Sunday, June 05, 2011

A Warming Planet Struggles to Feed Itself

[As I have reported in this blog, the U.S. military predicted this.]

http://www.nytimes.com/2011/06/05/science/earth/05harvest.html

http://thinkprogress.org/romm/2011/06/05/236805/research-climate-change-destabilize-food-system/

By Joe Romm on Jun 5, 2011 at 12:04 pm
Okay, the fact that climate change is helping to destabilize the food system and cause major price spikes is not a ‘bombshell’ to Climate Progress readers.  We’ve been writing about this for a long time (see “how extreme weather, climate change drive record food prices” and links below).
The bombshell is a 4000 word front-page story in the Sunday New York Times (above the fold!) headlined:

A Warming Planet Struggles to Feed Itself

Let me extract the key parts and best quotes for you, though I highly recommend reading the whole thing.  It is quite thorough.
The rapid growth in farm output that defined the late 20th century has slowed to the point that it is failing to keep up with the demand for food, driven by population increases and rising affluence in once-poor countries.
Consumption of the four staples that supply most human calories — wheat, rice, corn and soybeans — has outstripped production for much of the past decade, drawing once-large stockpiles down to worrisome levels. The imbalance between supply and demand has resulted in two huge spikes in international grain prices since 2007, with some grains more than doubling in cost.
Those price jumps, though felt only moderately in the West, have worsened hunger for tens of millions of poor people, destabilizing politics in scores of countries, from Mexico to Uzbekistan to Yemen. The Haitian government was ousted in 2008 amid food riots, and anger over high prices has played a role in the recent Arab uprisings.
Bizarrely, some criticized me for my analyses from earlier in the year that price jumps were contributing to clinical instability in food riots, but it was always pretty obvious and has now become fairly standard wisdom (see The Economist: “The high cost of food is one reason that protesters took to the streets in Tunisia and Egypt”).
As for whether climate change and extreme weather were contributing to the food price spikes, again I took some flak for stating the obvious, but now, as the NYT piece makes clear, this too is something widely understood:
Now, the latest scientific research suggests that a previously discounted factor is helping to destabilize the food system: climate change.
Many of the failed harvests of the past decade were a consequence of weather disasters, like floods in the United States, drought in Australia and blistering heat waves in Europe and Russia.
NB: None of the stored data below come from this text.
use uuid::Uuid;

use super::errors::DomainError;
use super::sale::{
    NewSaleAggregate, PageResult, PaymentMethodView, SaleFilter, SaleView,
};
use super::status::SaleStatus;

/// Storage boundary for the sale aggregate. The repository is the sole
/// writer of sale and line-item rows.
pub trait SaleRepository: Send + Sync + 'static {
    /// Persists the header and all line items as one atomic unit; no partial
    /// aggregate is ever observable. Returns `CorrelativeTaken` when the
    /// correlative collides with an existing sale.
    fn create(&self, sale: NewSaleAggregate) -> Result<SaleView, DomainError>;

    fn find_by_id(&self, id: Uuid) -> Result<Option<SaleView>, DomainError>;

    fn find_by_correlative(&self, correlative: &str) -> Result<Option<SaleView>, DomainError>;

    /// Targeted update of the company payment-confirmation flag. Idempotent;
    /// the returned view is the row produced by the update itself.
    fn set_payment_confirmation(&self, id: Uuid, confirmed: bool)
        -> Result<SaleView, DomainError>;

    /// Transitions the sale to `new_status`, rejecting moves the transition
    /// table forbids. Current-state check and update run under one
    /// transaction so concurrent changes serialize.
    fn change_status(&self, id: Uuid, new_status: SaleStatus) -> Result<SaleView, DomainError>;

    /// Paginated listing, newest first, without line items.
    fn list(
        &self,
        filter: SaleFilter,
        page: i64,
        limit: i64,
    ) -> Result<PageResult<SaleView>, DomainError>;
}

/// Read-only view of the payment-method catalog. Sale creation only needs
/// `find_by_id`; the listings back the pass-through catalog endpoints.
pub trait PaymentMethodCatalog: Send + Sync + 'static {
    fn find_by_id(&self, id: i32) -> Result<Option<PaymentMethodView>, DomainError>;

    fn list_all(&self) -> Result<Vec<PaymentMethodView>, DomainError>;

    fn list(&self, page: i64, limit: i64) -> Result<PageResult<PaymentMethodView>, DomainError>;
}
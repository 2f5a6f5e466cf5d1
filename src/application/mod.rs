pub mod correlative;
pub mod payment_method_service;
pub mod sale_service;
Scientists believe some, though not all, of those events were caused or worsened by human-induced global warming.
Temperatures are rising rapidly during the growing season in some of the most important agricultural countries, and a paper published several weeks ago found that this had shaved several percentage points off potential yields, adding to the price gyrations.
Characteristically — and unfortunately — the New York Times does not provide a link to that paper. You can read about it here (“Crop yields fall as temperatures rise“).  The study itself is inScience, “Climate Trends and Global Crop Production Since 1980.”